I have also reflected on God’s silence. Some have felt our God has been silent during this time as well. I have thought about what our sense of God’s silence might mean. I do not know the mind of the Lord in all things, though He lets us know some things through His Word. Think about times in the Bible when God seemed silent. What might those in the stories be thinking?
- Abraham experienced long times of silence between ages 75 and 100 with only a few visits from the Lord.
- Joseph may have experienced God’s silence as he served Potiphar and while in an Egyptian prison.
- Moses and Elijah waited at times in God’s silence.
- I wonder if the Father was silent when Jesus cried out, “My God, my God, why have you forsaken me?”

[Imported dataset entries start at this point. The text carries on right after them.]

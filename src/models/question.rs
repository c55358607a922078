// src/models/question.rs

use serde::{Deserialize, Serialize};
use sqlx::FromRow;

/// Represents the 'multiple_choices' table: one question of a test.
#[derive(Debug, Clone, PartialEq, FromRow, Serialize, Deserialize)]
#[serde(rename_all = "camelCase")]
pub struct MultipleChoice {
    pub id: i64,
    pub test_id: i64,

    /// The text content of the question.
    pub question: String,
}

/// Represents the 'options' table: one possible answer to a question.
#[derive(Debug, Clone, PartialEq, FromRow, Serialize, Deserialize)]
#[serde(rename_all = "camelCase")]
pub struct AnswerOption {
    pub id: i64,
    pub multiple_choice_id: i64,
    pub option_description: String,
    pub is_correct: bool,
}

/// A question with its options nested, as served to the test editor.
#[derive(Debug, Clone, PartialEq, Serialize)]
pub struct QuestionWithOptions {
    #[serde(flatten)]
    pub question: MultipleChoice,
    pub option: Vec<AnswerOption>,
}
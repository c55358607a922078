// src/services/mod.rs

pub mod auth;
pub mod catalog;
pub mod results;
pub mod stats;

pub use auth::AuthService;
pub use catalog::CatalogService;
pub use results::ResultService;
pub use stats::StatsService;
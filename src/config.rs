// src/config.rs

use std::env;

use dotenvy::dotenv;
use thiserror::Error;

const DEFAULT_RUST_LOG: &str = "info";
const DEFAULT_LOG_DIR: &str = "logs";
const DEFAULT_MAX_CONNECTIONS: u32 = 5;

#[derive(Debug, Error, PartialEq, Eq)]
pub enum ConfigError {
    #[error("{0} must be set")]
    Missing(&'static str),
    #[error("{key} has an invalid value: {value}")]
    Invalid { key: &'static str, value: String },
}

/// Credentials for the admin account created at startup.
#[derive(Debug, Clone)]
pub struct AdminBootstrap {
    pub name: String,
    pub email: String,
    pub password: String,
}

#[derive(Debug, Clone)]
pub struct Config {
    pub database_url: String,
    pub jwt_secret: String,
    pub rust_log: String,
    pub log_dir: String,
    pub db_max_connections: u32,
    pub admin: Option<AdminBootstrap>,
}

impl Config {
    /// Loads configuration from the process environment (and `.env`, if present).
    ///
    /// Entry point for the embedding binary; tests use `from_lookup`.
    pub fn from_env() -> Result<Self, ConfigError> {
        dotenv().ok();
        Self::from_lookup(|key| env::var(key).ok())
    }

    /// Builds configuration from an arbitrary key lookup.
    pub fn from_lookup<F>(lookup: F) -> Result<Self, ConfigError>
    where
        F: Fn(&str) -> Option<String>,
    {
        let required = |key: &'static str| {
            lookup(key)
                .filter(|value| !value.trim().is_empty())
                .ok_or(ConfigError::Missing(key))
        };

        let database_url = required("DATABASE_URL")?;
        let jwt_secret = required("JWT_SECRET")?;

        let rust_log = lookup("RUST_LOG").unwrap_or_else(|| DEFAULT_RUST_LOG.to_string());
        let log_dir = lookup("LOG_DIR").unwrap_or_else(|| DEFAULT_LOG_DIR.to_string());

        let db_max_connections = match lookup("DB_MAX_CONNECTIONS") {
            Some(raw) => match raw.trim().parse::<u32>() {
                Ok(n) if n > 0 => n,
                _ => {
                    return Err(ConfigError::Invalid {
                        key: "DB_MAX_CONNECTIONS",
                        value: raw,
                    });
                }
            },
            None => DEFAULT_MAX_CONNECTIONS,
        };

        // All three must be present for the bootstrap admin to be seeded.
        let admin = match (
            lookup("ADMIN_NAME"),
            lookup("ADMIN_EMAIL"),
            lookup("ADMIN_PASSWORD"),
        ) {
            (Some(name), Some(email), Some(password)) => Some(AdminBootstrap {
                name,
                email,
                password,
            }),
            _ => None,
        };

        Ok(Self {
            database_url,
            jwt_secret,
            rust_log,
            log_dir,
            db_max_connections,
            admin,
        })
    }
}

- I wonder if the disciples heard the deafening roar of God’s silence for three days between the cross and the resurrection.
- I wonder if Peter felt the silence between his denials of Jesus and his restoration by the risen Christ in John 21. That fishing trip was probably very quiet.
- I wonder about the silent periods in the Revelation.
You have probably experienced a time when you wanted God to speak but He did not seem to do so. What can God’s seeming silence mean to us?
First, I need to evaluate the sense of silence I have from God. Am I so afraid of stillness that I want God to interrupt the silence because I hate the silence? Do I think of His voice as a noise which distracts me from my routines or my anxiety? If this is the case, maybe God is using the silence to help you still yourself. “But I have calmed and quieted my soul, like a weaned child with its mother; like a weaned child is my soul within me.” (Psalm 131:2 ESV)
Second, God may be using His seeming silence to train your spiritual ears to hear Him better. When my boys were little and terribly distraught, I would pick them up and whisper to them. A whisper got their attention and calmed them far better than my shouting at them. God worked on Elijah’s listening skills in 1 Kings 11:11-12. Elijah heard the wind, the earthquake, and the fire, but then came the low whisper. There are times when the Lion of Judah roars, but there are times when He whispers.
Third, God hears. God listens. And like any good listener, He holds His words until the one speaking is finished. I am convinced in my own experiences that God has been silent so that I would finish what I needed to say to Him. He was silent during my surface prayers of “forgive my sins” and “bless the missionaries.” He knew there was more, and deep inside, there was more. Like a Wonderful Counselor, He simply wanted, in silence, for me to plumb the depths of my soul, to name my deepest hurts and fears, to speak to Him what I often refused to even admit that I thought. He truly desires that we humble ourselves and cast all our cares on Him (1 Peter 5:6-7). Did you catch that – all our cares?
Are you experiencing times of silence? Can you reorient the times of God’s silence to see them as times for you to grow your faith, to explore your own heart, and to develop a deeper level of talking with God? God’s silences are never about harming us but pulling us closer to Him.